Even so, the only alternative to chapter 9 is restructuring by the municipality under applicable state law, which may be difficult and require voter approval. The ability under chapter 9 to bind dissenting creditors without obtaining voter approval may make that option preferable. Thus, as the financial problems of municipalities continue to mount, there may be a significant surge in chapter 9 filings. To be sure, chapter 9’s utility in dealing with some of these problems may be limited. For example, to the extent that a municipality’s questionable investments include securities, forward or commodities contracts, or swap, repurchase, or master netting agreements, bankruptcy (and the automatic stay) will not prevent the contract parties from exercising their rights. Also, although a chapter 9 debtor can restructure its existing debt, new long-term borrowing is unlikely to be obtained at any favorable rate of interest. Still, the suspension of creditor collection efforts and the prospect of restructuring existing debt may mean that chapter 9 is the most viable strategy for many beleaguered municipalities.

Stockbroker Bankruptcies

By almost every estimate, the fallout from the subprime-mortgage/investment disaster and resulting credit calamity has proved to be worse than anticipated, numbering among its casualties more than 100 mortgage lenders, 25 federally insured banks and, in the span of only six months, no fewer than three of the top five brokerage firms in the U.S.: Bear Stearns Cos., Inc.; Lehman Brothers Holdings Inc.; and Merrill Lynch & Co. Bear Stearns was acquired by JPMorgan Chase in March 2008 for $1.2 billion in a fire sale transaction backstopped by up to $30 billion in federal financing to cover possible subprime-mortgage losses. Lehman Brothers was forced into bankruptcy on September 15, 2008, after talks with potential acquirers fell through and the federal government refused to provide any assistance in the form of a bailout. Fearing the same fate, Merrill Lynch agreed on September 14, 2008, to be acquired by Bank of America for $50 billion.
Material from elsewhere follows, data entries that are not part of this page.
// Shared HTTP configuration for building reqwest::Client instances.
//
// The CLIP client and discovery share TLS and timeout settings through
// this module. Bridges serve a self-signed certificate on the local
// network, so certificate checks are off unless a caller opts in.

use std::path::PathBuf;
use std::time::Duration;

use reqwest::header::{HeaderMap, HeaderValue};

use crate::error::Error;

const USER_AGENT: &str = concat!("huestream/", env!("CARGO_PKG_VERSION"));

/// TLS verification mode.
#[derive(Debug, Clone)]
pub enum TlsMode {
    /// Use the system certificate store.
    System,
    /// Use a custom CA certificate from the given PEM file.
    CustomCa(PathBuf),
    /// Accept any certificate (bridges present a self-signed one).
    DangerAcceptInvalid,
}

/// Shared configuration for building HTTP clients.
#[derive(Debug, Clone)]
pub struct HttpConfig {
    pub tls: TlsMode,
    pub timeout: Duration,
}

impl Default for HttpConfig {
    fn default() -> Self {
        Self {
            tls: TlsMode::DangerAcceptInvalid,
            timeout: Duration::from_secs(5),
        }
    }
}

impl HttpConfig {
    /// Build a `reqwest::Client` from this config.
    pub fn build_client(&self) -> Result<reqwest::Client, Error> {
        self.build_client_with_headers(HeaderMap::new())
    }

    /// Build a `reqwest::Client` with additional default headers.
    ///
    /// Used by the CLIP client to inject the `hue-application-key` header.
    pub fn build_client_with_headers(&self, headers: HeaderMap) -> Result<reqwest::Client, Error> {
        let mut builder = reqwest::Client::builder()
            .timeout(self.timeout)
            .user_agent(USER_AGENT)
            .default_headers(headers);

        match &self.tls {
            TlsMode::System => {}
            TlsMode::CustomCa(path) => {
                let cert_pem = std::fs::read(path).map_err(|e| Error::Api {
                    status: 0,
                    message: format!("failed to read CA cert {}: {e}", path.display()),
                })?;
                let cert = reqwest::Certificate::from_pem(&cert_pem)?;
                builder = builder.add_root_certificate(cert);
            }
            TlsMode::DangerAcceptInvalid => {
                builder = builder.danger_accept_invalid_certs(true);
            }
        }

        Ok(builder.build()?)
    }
}

/// Header map carrying the application key, for authenticated CLIP calls.
pub(crate) fn application_key_headers(application_key: &str) -> Result<HeaderMap, Error> {
    let mut headers = HeaderMap::new();
    let mut value = HeaderValue::from_str(application_key).map_err(|e| Error::Api {
        status: 0,
        message: format!("application key is not a valid header value: {e}"),
    })?;
    value.set_sensitive(true);
    headers.insert("hue-application-key", value);
    Ok(headers)
}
As the affairs of Bear Stearns, Lehman Brothers, and Merrill Lynch unraveled at lightning speed, there was a good deal of speculation that all of them might seek bankruptcy protection. Only Lehman Brothers ultimately did so, but its brokerage subsidiary did not file for bankruptcy. Moreover, although Bear Stearns and Merrill Lynch were global investment banking firms, a significant percentage of their businesses involved brokerage services. To the extent that any of their respective business entities are considered “stockbrokers” (defined generally to include any securities broker), those entities would be ineligible for relief under chapter 11 of the Bankruptcy Code. As a result, the alternative would be liquidation under either chapter 7 or the Securities Investor Protection Act of 1970 (“SIPA”).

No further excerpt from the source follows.